> **TASK ITEM**
Return each line exactly as written. Begin with the first line of the entries and end with the line that has "type Err = String;".

• • • • •

use crate::models::release::{Record, Releasable, ReleaseStatus, ResourceKind};
use chrono::{DateTime, Utc};
use serde::{Deserialize, Serialize};

/// Catch-all path every service carries; users can neither create nor edit it.
pub const DEFAULT_ROUTE_PATH: &str = "/*";

pub const ROUTE_PLUGIN_ORDER_MIN: u8 = 1;
pub const ROUTE_PLUGIN_ORDER_MAX: u8 = 30;

#[derive(Debug, Clone, Copy, PartialEq, Eq, Hash, Serialize, Deserialize)]
pub enum Method {
    ALL,
    GET,
    POST,
    PUT,
    DELETE,
    OPTIONS,
}

impl std::str::FromStr for Method {
    type Err = String;

    fn from_str(s: &str) -> Result<Self, Self::Err> {
        match s.trim().to_ascii_uppercase().as_str() {
            "ALL" => Ok(Method::ALL),
            "GET" => Ok(Method::GET),
            "POST" => Ok(Method::POST),
            "PUT" => Ok(Method::PUT),
            "DELETE" => Ok(Method::DELETE),
            "OPTIONS" => Ok(Method::OPTIONS),
            other => Err(format!("unsupported request method `{other}`")),
        }
    }
}

// ---------- routes ----------
#[derive(Debug, Clone, Serialize, Deserialize)]
pub struct Route {
    pub id: String,
    pub service_id: String,
    pub name: String,
    pub path: String,
    pub methods: Vec<Method>,
    pub is_enable: bool,
    #[serde(default)]
    pub release_status: ReleaseStatus,
    pub created_at: DateTime<Utc>,
    pub updated_at: DateTime<Utc>,
}

impl Route {
    pub fn is_default(&self) -> bool {
        self.path == DEFAULT_ROUTE_PATH
    }
}

impl Record for Route {
    const KIND: ResourceKind = ResourceKind::Route;

    fn id(&self) -> &str {
        &self.id
    }
}

impl Releasable for Route {
    fn is_enable(&self) -> bool {
        self.is_enable
    }

    fn release_status(&self) -> ReleaseStatus {
        self.release_status
    }

    fn set_release_status(&mut self, status: ReleaseStatus) {
        self.release_status = status;
        self.updated_at = Utc::now();
    }
}

/// Binding of a plugin onto a route.
#[derive(Debug, Clone, PartialEq, Serialize, Deserialize)]
pub struct RoutePlugin {
    pub id: String,
    pub route_id: String,
    pub plugin_id: String,
    pub order: u8,
    #[serde(default)]
    pub config: serde_json::Value,
    pub is_enable: bool,
}

impl Record for RoutePlugin {
    const KIND: ResourceKind = ResourceKind::RoutePlugin;

    fn id(&self) -> &str {
        &self.id
    }
}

• • • • •

> **EXERCISE RESPONSE**
use crate::models::release::{Record, Releasable, ReleaseStatus, ResourceKind};
use chrono::{DateTime, Utc};
use serde::{Deserialize, Serialize};

/// Catch-all path every service carries; users can neither create nor edit it.
pub const DEFAULT_ROUTE_PATH: &str = "/*";

pub const ROUTE_PLUGIN_ORDER_MIN: u8 = 1;
pub const ROUTE_PLUGIN_ORDER_MAX: u8 = 30;

#[derive(Debug, Clone, Copy, PartialEq, Eq, Hash, Serialize, Deserialize)]
pub enum Method {
    ALL,
    GET,
    POST,
    PUT,
    DELETE,
    OPTIONS,
}

impl std::str::FromStr for Method {
    type Err = String;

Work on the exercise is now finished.